Appeal from Circuit Court, Multnomah County; Jacob Kanzler, Judge.

Action by Betty Hoffman against Broadway Hazelwood. Judgment for plaintiff, and defendant appeals.

Reversed and remanded, with directions.

Arthur I. Moulton, of Portland (Lord & Moulton, of Portland, on the brief), for respondent.

Frank S. Senn, of Portland (Senn & Recken, of Portland, on the brief), for appellant.

BELT J.

This is a personal injury action. The defendant corporation owns and operates a large restaurant and confectionery business on Broadway in the city of Portland. Plaintiff, at time of injury, was an employee in the bakery department. It was her business to bake biscuits, graham gems, and potatoes. Food prepared in a room where she alone worked was taken to the kitchen and placed in the ovens. In going from the room where the food was prepared to the kitchen, it was necessary every few minutes for her to go along an aisle or way about five feet wide, near the place where others worked in washing dishes, pots, and various kinds of cooking utensils. After the pots and kettles were washed, the greasy water and refuse was thrown into a garbage can located near the way over which plaintiff passed. It is the contention of plaintiff that this garbage can was defective in that greasy water leaked therefrom onto the tile floor of the aisle, causing it to become slippery and dangerous. She asserts that in continually passing over this greasy floor the soles of her shoes became slick and greasy and that she complained of this condition to the chef who, in effect, promised to get a garbage can that would not leak. She put a potato sack on the floor to absorb the greasy water, but, on complaint of the chef, this was removed. While entering the room where she prepared the food and which she had recently scrubbed, she slipped and fell on the wet tile floor, causing the injury on which this action is based.

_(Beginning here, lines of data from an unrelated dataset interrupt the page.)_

//! Expiring Cache
//! Mission: Generic TTL cache with lazy invalidation, shared by read-heavy
//! endpoints

use parking_lot::Mutex;
use std::collections::HashMap;
use std::hash::Hash;
use std::time::{Duration, Instant};

// Opportunistic purge kicks in once the map grows past this.
const PURGE_THRESHOLD: usize = 4096;

/// Maps keys to `(value, insertion time)` under a fixed TTL.
///
/// Entries are never evicted in the background; a stale entry is dropped
/// by the `get` that observes it. Concurrent readers racing an expiry can
/// at worst both miss and refill, which costs a redundant recompute.
pub struct ExpiringCache<K, V> {
    ttl: Duration,
    entries: Mutex<HashMap<K, (V, Instant)>>,
}

impl<K: Eq + Hash, V: Clone> ExpiringCache<K, V> {
    pub fn new(ttl: Duration) -> Self {
        Self {
            ttl,
            entries: Mutex::new(HashMap::new()),
        }
    }

    /// Fetch a live value. Returns `None` for absent keys and for entries
    /// older than the TTL; the latter are removed on the spot.
    pub fn get(&self, key: &K) -> Option<V> {
        let mut entries = self.entries.lock();

        let stale = matches!(entries.get(key), Some((_, at)) if at.elapsed() >= self.ttl);
        if stale {
            entries.remove(key);
            return None;
        }

        entries.get(key).map(|(value, _)| value.clone())
    }

    /// Store a value, stamping it with the current time. Replaces any
    /// previous entry for the key, fresh or stale.
    pub fn insert(&self, key: K, value: V) {
        let mut entries = self.entries.lock();
        if entries.len() >= PURGE_THRESHOLD {
            let ttl = self.ttl;
            entries.retain(|_, (_, at)| at.elapsed() < ttl);
        }
        entries.insert(key, (value, Instant::now()));
    }

    /// Drop a key regardless of age, returning its value if one was stored.
    pub fn remove(&self, key: &K) -> Option<V> {
        self.entries.lock().remove(key).map(|(value, _)| value)
    }

    /// Sweep all stale entries at once. Reads already drop what they touch,
    /// so this only matters for bounding memory after a burst of one-off keys.
    pub fn purge_expired(&self) {
        let ttl = self.ttl;
        self.entries.lock().retain(|_, (_, at)| at.elapsed() < ttl);
    }

    pub fn len(&self) -> usize {
        self.entries.lock().len()
    }

    pub fn is_empty(&self) -> bool {
        self.entries.lock().is_empty()
    }
}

Defendant in substance, is charged with negligence in failing to furnish a garbage can which did not leak, and in permitting grease to flow onto the tile floor causing the way over which plaintiff was obliged to pass to become dangerous.

Defendant denied negligence, and introduced testimony tending to show that the tile floor was scrubbed and cleaned three or four times each day, and that the garbage can did not leak. The chef enthusiastically testified: "The floor was so clean you could eat off it. It is that way all the time." Defendant alleged, as affirmative defenses, contributory negligence and assumption of risk.

Verdict and judgment were had for plaintiff in the sum of $7,100.

Defendant earnestly urges that this is a common-law action, and that the court should have declared, as a matter of law, that plaintiff fully understood and appreciated the risk and danger of her employment. The plaintiff, in answer to this contention, in substance asserts: (1) That the Employers' Liability Act (Code 1930, § 49-1701 et seq.) controls, and therefore, assumption of risk is not a defense and contributory negligence can be considered only in fixing the amount of damages; (2) that the work in which plaintiff was engaged comes within the provisions of the Workmen's Compensation Act (Code 1930, § 49-1801 et seq.), and, since the defendant filed notice of its rejection of the act, it could not avail itself of the common-law defenses of assumption of risk and contributory negligence; and (3), if it be assumed that the action is governed by the common law, in view of the implied promise of the defendant to furnish a suitable garbage can and to remove the dangerous condition of which plaintiff complained, assumption of risk would not be a defense.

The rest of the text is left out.